Biden’s aides are deeply concerned about a range of current and former officials who could find themselves facing inquiries and even indictments, a sense of alarm which has only accelerated since Trump last weekend announced the appointment of Kash Patel to lead the FBI. Patel has publicly vowed to pursue Trump’s critics.
The White House officials, however, are carefully weighing the extraordinary step of handing out blanket pardons to those who’ve committed no crimes, both because it could suggest impropriety, only fueling Trump’s criticisms, and because those offered preemptive pardons may reject them.
The deliberations touch on pardoning those currently in office, elected and appointed, as well as former officials who’ve angered Trump and his loyalists.

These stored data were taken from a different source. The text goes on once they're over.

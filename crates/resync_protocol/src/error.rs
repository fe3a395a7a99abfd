//! Error types for wire encoding.

use thiserror::Error;

/// Result type for codec operations.
pub type CodecResult<T> = Result<T, CodecError>;

/// Errors that can occur while encoding or decoding protocol messages.
#[derive(Error, Debug)]
pub enum CodecError {
    /// JSON encoding or decoding failed.
    #[error("json codec error: {0}")]
    Json(#[from] serde_json::Error),

    /// CBOR encoding failed.
    #[error("cbor encode error: {0}")]
    CborEncode(String),

    /// CBOR decoding failed.
    #[error("cbor decode error: {0}")]
    CborDecode(String),

    /// The content type does not name a supported wire format.
    #[error("unsupported content type: {0}")]
    UnsupportedContentType(String),
}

Those who could face exposure include such members of Congress’ Jan. 6 Committee as Sen.-elect Adam Schiff (D-Calif.) and former GOP Rep. Liz Cheney of Wyoming. Trump has previously said Cheney “should go to Jail along with the rest of the Unselect Committee!” Also mentioned by Biden’s aides for a pardon is Anthony Fauci, the former head of the National Institute of Allergy and Infectious Diseases who became a lightning rod for criticism from the right during the Covid-19 pandemic.
The West Wing deliberations have been organized by White House counsel Ed Siskel but include a range of other aides, including chief of staff Jeff Zients. The president himself, who was intensely focused on his son’s pardon, has not been brought into the broader pardon discussions yet, according to people familiar with the deliberations.

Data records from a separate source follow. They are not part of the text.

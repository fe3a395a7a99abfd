//! Main sync server.

use crate::change_log::ChangeLog;
use crate::config::ServerConfig;
use crate::error::{ServerError, ServerResult};
use crate::handler::SyncHandler;
use crate::record_resolver::RecordResolver;
use crate::version_store::VersionStore;
use resync_protocol::{Checkpoint, SyncPushRequest, SyncPushResponse, WireFormat};
use std::sync::Arc;
use std::time::Duration;
use tokio::task::JoinHandle;

/// Shortest period accepted by [`SyncServer::spawn_pruner`].
pub const MIN_PRUNE_PERIOD: Duration = Duration::from_secs(1);
use tracing::{debug, info, warn};

/// The sync server.
///
/// Bundles a [`SyncHandler`], its stores and the application's
/// [`RecordResolver`]. It speaks in decoded messages
/// ([`handle_push`](Self::handle_push)) or raw request bodies
/// ([`handle_post`](Self::handle_post)) so any HTTP framework can mount it.
///
/// # Example
///
/// ```
/// use resync_server::{MemoryRecordResolver, ServerConfig, SyncServer};
///
/// let server = SyncServer::new(ServerConfig::default(), MemoryRecordResolver::new());
/// assert_eq!(server.checkpoint(), "0");
///
/// // In a real application, you would expose an HTTP endpoint at
/// // server.path() that forwards request bodies to server.handle_post()
/// ```
pub struct SyncServer<R: RecordResolver> {
    handler: SyncHandler,
    resolver: Arc<R>,
}

impl<R: RecordResolver> SyncServer<R> {
    /// Creates a sync server with fresh stores.
    pub fn new(config: ServerConfig, resolver: R) -> Self {
        let changes = Arc::new(ChangeLog::new(config.endpoint.retention()));
        Self::with_stores(config, Arc::new(resolver), Arc::new(VersionStore::new()), changes)
    }

    /// Creates a sync server over existing, possibly shared, stores.
    pub fn with_stores(
        config: ServerConfig,
        resolver: Arc<R>,
        versions: Arc<VersionStore>,
        changes: Arc<ChangeLog>,
    ) -> Self {
        Self {
            handler: SyncHandler::new(config, versions, changes),
            resolver,
        }
    }

    /// Returns the push handler.
    pub fn handler(&self) -> &SyncHandler {
        &self.handler
    }

    /// Returns the record resolver.
    pub fn resolver(&self) -> &Arc<R> {
        &self.resolver
    }

    /// Returns the path the push endpoint is mounted at.
    pub fn path(&self) -> &str {
        &self.handler.config().endpoint.path
    }

    /// Returns the version store.
    pub fn versions(&self) -> &Arc<VersionStore> {
        self.handler.versions()
    }

    /// Returns the change log.
    pub fn change_log(&self) -> &Arc<ChangeLog> {
        self.handler.change_log()
    }

    /// Returns the current change log checkpoint.
    pub fn checkpoint(&self) -> Checkpoint {
        self.handler.change_log().current_checkpoint()
    }

    /// Handles a decoded push request.
    pub async fn handle_push(&self, request: SyncPushRequest) -> ServerResult<SyncPushResponse> {
        self.handler
            .handle_push(request, self.resolver.as_ref())
            .await
    }

    /// Handles a raw POST body.
    ///
    /// The content type selects the wire format; the response is encoded
    /// in the same format.
    pub async fn handle_post(
        &self,
        path: &str,
        content_type: &str,
        body: &[u8],
    ) -> ServerResult<Vec<u8>> {
        if path != self.path() {
            return Err(ServerError::NotFound(path.to_string()));
        }
        let format = WireFormat::from_content_type(content_type)?;
        let request = SyncPushRequest::decode(body, format)?;
        let response = self.handle_push(request).await?;
        Ok(response.encode(format)?)
    }

    /// Prunes the change log once.
    pub fn prune(&self) -> usize {
        self.handler.change_log().prune()
    }

    /// Spawns a task pruning the change log every `period`.
    ///
    /// Must be called inside a tokio runtime. Abort the returned handle to
    /// stop it. Periods below [`MIN_PRUNE_PERIOD`] are raised to it.
    pub fn spawn_pruner(&self, period: Duration) -> JoinHandle<()> {
        let period = if period < MIN_PRUNE_PERIOD {
            warn!(?period, min = ?MIN_PRUNE_PERIOD, "prune period too short, raising");
            MIN_PRUNE_PERIOD
        } else {
            period
        };
        let changes = Arc::clone(self.handler.change_log());
        tokio::spawn(async move {
            let mut ticker = tokio::time::interval(period);
            // the first tick completes immediately
            ticker.tick().await;
            loop {
                ticker.tick().await;
                let removed = changes.prune();
                if removed > 0 {
                    info!(removed, "change log pruned");
                } else {
                    debug!("change log prune: nothing to remove");
                }
            }
        })
    }
}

“Extraordinary step” all right. Hey, why not just issue pardons to any Democrat or NeverTrumper the DOJ might want to indict during Trump’s presidency? That should do the trick.
And it’s pretty rich that Biden, the so-called president who is the person with the power to issue federal pardons, “has not been brought into the broader pardon discussions yet.”
What a travesty.
But let’s go back in time to a moment in history when there was a great deal of discussion in the news about the issue or a president giving out preemptive pardons. That time was almost exactly four years ago, in the lame-duck period of Trump’s first administration. For example, we have this at NPR:
President Trump is being urged to use his remaining time in office to grant preemptive pardons to people close to him, including family members and maybe even himself. …
President-elect Joe Biden has said he’d let professionals within the Justice Department assess whether a case is merited against Trump, and that decision — which would be unprecedented — is one of the toughest facing the department in the new administration.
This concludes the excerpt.